At 7:00 p.m. on June 30, one of Michigan’s largest home health care companies signed off its 560 employees for the last time.

The next day, Health Partners Inc., based in Bingham Farms, laid off its entire workforce of nurses, nursing assistants, therapists and direct caregivers.

The company has not filed a WARN notice to the State Department of Labor about the mass layoffs because employees worked under different rooftops each day – the roofs of some of Michigan’s most vulnerable disabled residents who were seriously injured in car accidents.

Health Partners Inc.’s entire business has been wrapped around Michigan’s multi-billion dollar medical supply industry treating and caring for catastrophically injured motorists – paraplegics, quadriplegics, people who need a ventilator to keep breathing, and those with traumatic brain injuries.

The bill, which passed Michigan Republican-controlled legislation and signed Democratic Governor Gretchen Whitmer in May 2019, put Health Partners out of business.

And hardly anyone who is not directly affected noticed it.

In any other industry, especially the automotive industry, 560 layoffs at the same company would make headlines.

TV news reporters camped outside the store, waiting to interview staff as they walked out of the building with pink panties in hand.

Instead, this massive job loss received almost no attention.

That’s because it wasn’t caused by market forces, trade policies, or tax incentives waging war with another state.

These job losses were directly caused by lawmakers capping Health Partners providers’ tariffs to 55 percent of insurers for caring for injured motorists in 2019, a payment scheme the family business was unable to adopt.

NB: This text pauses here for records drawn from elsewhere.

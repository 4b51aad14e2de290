//! Bitmap fonts
//!
//! A font is described by a RON file listing glyph metrics inside an atlas
//! texture. [`Font::set_text`] lays a string out as one quad per glyph and
//! uploads the result through the device.

use std::collections::HashMap;
use std::path::{Path, PathBuf};

use serde::{Deserialize, Serialize};

use super::{
    impl_resource_kind, name_from_path, LoadState, Loadable, Resource, ResourceError, ResourceHandle,
    ResourceHeader, ResourceManager, Texture,
};
use crate::foundation::math::{Vec2, Vec4};
use crate::rendering::{BufferId, BufferKind, DeviceError, GraphicsDevice, Vertex};

/// Smallest supported font size
pub const MIN_FONT_SIZE: u32 = 8;
/// Largest supported font size
pub const MAX_FONT_SIZE: u32 = 50;
/// Spaces a tab advances
const TAB_WIDTH: f32 = 8.0;

/// Metrics of one glyph in the atlas, in pixels
#[derive(Debug, Clone, Copy, PartialEq, Serialize, Deserialize)]
pub struct Glyph {
    /// Character this glyph draws
    pub character: char,
    /// Left edge in the atlas
    pub x: u32,
    /// Top edge in the atlas
    pub y: u32,
    /// Width
    pub width: u32,
    /// Height
    pub height: u32,
    /// Horizontal bearing
    pub x_offset: f32,
    /// Vertical bearing
    pub y_offset: f32,
    /// Pen advance after this glyph
    pub advance: f32,
}

/// Font description file contents
#[derive(Debug, Clone, Serialize, Deserialize)]
pub struct FontDescription {
    /// Atlas image path
    pub atlas: PathBuf,
    /// Atlas width in pixels
    pub atlas_width: u32,
    /// Atlas height in pixels
    pub atlas_height: u32,
    /// Size the glyphs were rasterized at
    pub size: u32,
    /// Line height in pixels
    pub line_height: f32,
    /// Glyph metrics
    pub glyphs: Vec<Glyph>,
}

/// Glyph atlas plus the geometry of the current text
pub struct Font {
    header: ResourceHeader,
    size: u32,
    color: Vec4,
    line_height: f32,
    atlas_size: (u32, u32),
    glyphs: HashMap<char, Glyph>,
    atlas: Option<ResourceHandle<Texture>>,
    text: String,
    vertices: Vec<Vertex>,
    indices: Vec<u32>,
    buffers: Option<(BufferId, BufferId)>,
}

impl Font {
    /// Create an empty font
    pub fn new(header: ResourceHeader) -> Self {
        Self {
            header,
            size: 14,
            color: Vec4::new(1.0, 1.0, 1.0, 1.0),
            line_height: 0.0,
            atlas_size: (1, 1),
            glyphs: HashMap::new(),
            atlas: None,
            text: String::new(),
            vertices: Vec::new(),
            indices: Vec::new(),
            buffers: None,
        }
    }

    /// Take metrics from a description
    pub fn apply_description(&mut self, description: FontDescription) {
        self.set_size(description.size);
        self.line_height = description.line_height;
        self.atlas_size = (description.atlas_width.max(1), description.atlas_height.max(1));
        self.glyphs = description.glyphs.into_iter().map(|g| (g.character, g)).collect();
    }

    /// Set the size, clamped to the supported range
    pub fn set_size(&mut self, size: u32) {
        self.size = size.clamp(MIN_FONT_SIZE, MAX_FONT_SIZE);
    }

    /// Font size
    pub const fn size(&self) -> u32 {
        self.size
    }

    /// Set the text color
    pub fn set_color(&mut self, color: Vec4) {
        self.color = color;
    }

    /// Text color
    pub const fn color(&self) -> Vec4 {
        self.color
    }

    /// Atlas texture
    pub const fn atlas(&self) -> Option<&ResourceHandle<Texture>> {
        self.atlas.as_ref()
    }

    /// Lay out `text` starting at `position` and upload it
    ///
    /// Characters without a glyph are skipped. Re-setting the same text is a
    /// no-op.
    pub fn set_text(&mut self, text: &str, position: Vec2, device: &dyn GraphicsDevice) -> Result<(), DeviceError> {
        if text == self.text && self.buffers.is_some() {
            return Ok(());
        }
        self.layout(text, position);

        if self.indices.is_empty() {
            self.buffers = None;
        } else {
            let vertices = device.create_buffer(BufferKind::Vertex, bytemuck::cast_slice(&self.vertices))?;
            let indices = device.create_buffer(BufferKind::Index, bytemuck::cast_slice(&self.indices))?;
            self.buffers = Some((vertices, indices));
        }
        self.text = text.to_string();
        Ok(())
    }

    fn layout(&mut self, text: &str, position: Vec2) {
        self.vertices.clear();
        self.indices.clear();

        let space_advance = self.glyphs.get(&' ').map_or(self.size as f32 * 0.5, |g| g.advance);
        let (atlas_w, atlas_h) = (self.atlas_size.0 as f32, self.atlas_size.1 as f32);
        let mut pen = position;

        for character in text.chars() {
            match character {
                '\n' => {
                    pen.x = position.x;
                    pen.y -= self.line_height;
                    continue;
                }
                '\t' => {
                    pen.x += space_advance * TAB_WIDTH;
                    continue;
                }
                _ => {}
            }
            let Some(glyph) = self.glyphs.get(&character).copied() else {
                continue;
            };

            let left = pen.x + glyph.x_offset;
            let top = pen.y - glyph.y_offset;
            let right = left + glyph.width as f32;
            let bottom = top - glyph.height as f32;

            let u0 = glyph.x as f32 / atlas_w;
            let v0 = glyph.y as f32 / atlas_h;
            let u1 = (glyph.x + glyph.width) as f32 / atlas_w;
            let v1 = (glyph.y + glyph.height) as f32 / atlas_h;

            let base = u32::try_from(self.vertices.len()).unwrap_or(u32::MAX);
            let normal = [0.0, 0.0, -1.0];
            self.vertices.extend_from_slice(&[
                Vertex::new([left, top, 0.0], [u0, v0], normal),
                Vertex::new([right, top, 0.0], [u1, v0], normal),
                Vertex::new([right, bottom, 0.0], [u1, v1], normal),
                Vertex::new([left, bottom, 0.0], [u0, v1], normal),
            ]);
            self.indices
                .extend_from_slice(&[base, base + 1, base + 2, base, base + 2, base + 3]);

            pen.x += glyph.advance;
        }
    }

    /// Number of indices of the current text
    pub fn index_count(&self) -> usize {
        self.indices.len()
    }

    /// Uploaded vertex and index buffers of the current text
    pub const fn buffers(&self) -> Option<(BufferId, BufferId)> {
        self.buffers
    }

    /// Load a description file and its atlas
    pub fn load_from_file(&mut self, path: &Path, manager: &ResourceManager) -> Result<(), ResourceError> {
        self.header.load_state = LoadState::Started;
        let description = std::fs::read_to_string(path)
            .map_err(ResourceError::from)
            .and_then(|text| {
                ron::from_str::<FontDescription>(&text).map_err(|e| ResourceError::Parse(e.to_string()))
            });
        let description = match description {
            Ok(description) => description,
            Err(e) => {
                log::error!("Failed to load font {}: {e}", path.display());
                self.header.load_state = LoadState::Failed;
                return Err(e);
            }
        };

        let atlas_path = path
            .parent()
            .map_or_else(|| description.atlas.clone(), |dir| dir.join(&description.atlas));
        self.atlas = manager.load::<Texture>(&atlas_path);
        if self.atlas.is_none() {
            log::warn!("Font {} has no atlas at {}", path.display(), atlas_path.display());
        }

        self.apply_description(description);
        self.header.name = name_from_path(path);
        self.header.file_path = Some(path.to_path_buf());
        self.header.load_state = LoadState::Completed;
        Ok(())
    }
}

impl Resource for Font {
    impl_resource_kind!(Font);

    fn header(&self) -> &ResourceHeader {
        &self.header
    }

    fn header_mut(&mut self) -> &mut ResourceHeader {
        &mut self.header
    }

    fn memory_usage(&self) -> usize {
        self.glyphs.len() * std::mem::size_of::<Glyph>()
            + self.vertices.len() * std::mem::size_of::<Vertex>()
            + self.indices.len() * std::mem::size_of::<u32>()
    }
}

impl Loadable for Font {
    fn load(manager: &ResourceManager, path: &Path) -> Result<Self, ResourceError> {
        let mut font = Self::new(ResourceHeader::new(manager.next_id()));
        font.load_from_file(path, manager)?;
        Ok(font)
    }
}

#[cfg(test)]
mod tests {
    use super::*;
    use crate::rendering::HeadlessDevice;

    fn glyph(character: char, advance: f32) -> Glyph {
        Glyph {
            character,
            x: 0,
            y: 0,
            width: 8,
            height: 10,
            x_offset: 0.0,
            y_offset: 0.0,
            advance,
        }
    }

    fn font() -> Font {
        let mut font = Font::new(ResourceHeader::new(1));
        font.apply_description(FontDescription {
            atlas: PathBuf::from("atlas.png"),
            atlas_width: 64,
            atlas_height: 64,
            size: 16,
            line_height: 12.0,
            glyphs: vec![glyph('a', 9.0), glyph('b', 9.0), glyph(' ', 4.0)],
        });
        font
    }

    #[test]
    fn test_size_is_clamped() {
        let mut font = font();
        font.set_size(2);
        assert_eq!(font.size(), MIN_FONT_SIZE);
        font.set_size(400);
        assert_eq!(font.size(), MAX_FONT_SIZE);
    }

    #[test]
    fn test_one_quad_per_known_glyph() {
        let device = HeadlessDevice::new();
        let mut font = font();
        font.set_text("ab?a", Vec2::zeros(), &device).unwrap();
        // '?' has no glyph
        assert_eq!(font.index_count(), 18);
        assert!(font.buffers().is_some());
    }

    #[test]
    fn test_newline_and_tab_move_the_pen() {
        let mut font = font();
        font.layout("a\n\tb", Vec2::zeros());

        let first = font.vertices[0].position;
        let second = font.vertices[4].position;
        assert_eq!(first[0], 0.0);
        // Tab = 8 spaces of 4 pixels, one line down
        assert_eq!(second[0], 32.0);
        assert_eq!(second[1], -12.0);
    }

    #[test]
    fn test_same_text_is_not_uploaded_twice() {
        let device = HeadlessDevice::new();
        let mut font = font();
        font.set_text("ab", Vec2::zeros(), &device).unwrap();
        let created = device.calls().len();
        font.set_text("ab", Vec2::zeros(), &device).unwrap();
        assert_eq!(device.calls().len(), created);
    }
}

Make no mistake, this is what this new law is: A scheme by the insurance industry to reduce its financial burden to such an extent that medical service providers have fought over payments in court for decades will just go away.

Health Partners Inc. owner John G. Prosser II’s is one of the auto insurance industry’s sworn enemies.

Prosser literally co-authored a book with his son John Prosser III called “Accident: Michigan’s Insurance Model for America” ​​and had been on a mission to replicate Michigan’s unique flawless system in other states until the insurance industry finally found its way in Lansing .

Auto insurance companies have been pretty brilliant at convincing the Republicans, who control the legislature – and who ran on free enterprise principles – to decimate an entire sector and put people like the Prossers out of business.

And the $ 23 billion still in the Michigan Catastrophic Claims Association bank accounts?

All bets are that insurers will find a way to hit a big chunk of this pie after reducing their burden on paying companies like Health Partners to care for injured drivers.

“They did this to steal that $ 23 billion,” said John G. Prosser II in an interview.

It is not possible for an insurance industry executive to come forward to argue until Wednesday after this column was first published.

MCCA Executive Director Kevin Clinton points to a section of State Law that is, if the assets of the $ 23 billion fund exceed 120 percent of its liabilities, the insurers who are members of the MCCA “any reimbursement they receive (from the MCCA) to the people distribute that insures them “.

Prosser, who has been in home nursing for 29 years, said a sprawling business like his would take time to wind up, even after giving all customers 45 days notice to find new carers or move to nursing homes.

Several other Michigan home health care companies that were more diversified with Medicaid, workers’ compensation, or private payers have been able to – for the time being – absorb the losses from the new health care fee schedule.

In the spring, Prosser said his bankers had torn the company’s line of credit as it became increasingly clear that lawmakers would not reconsider its 45 percent cut in Health Partners’ interest rates.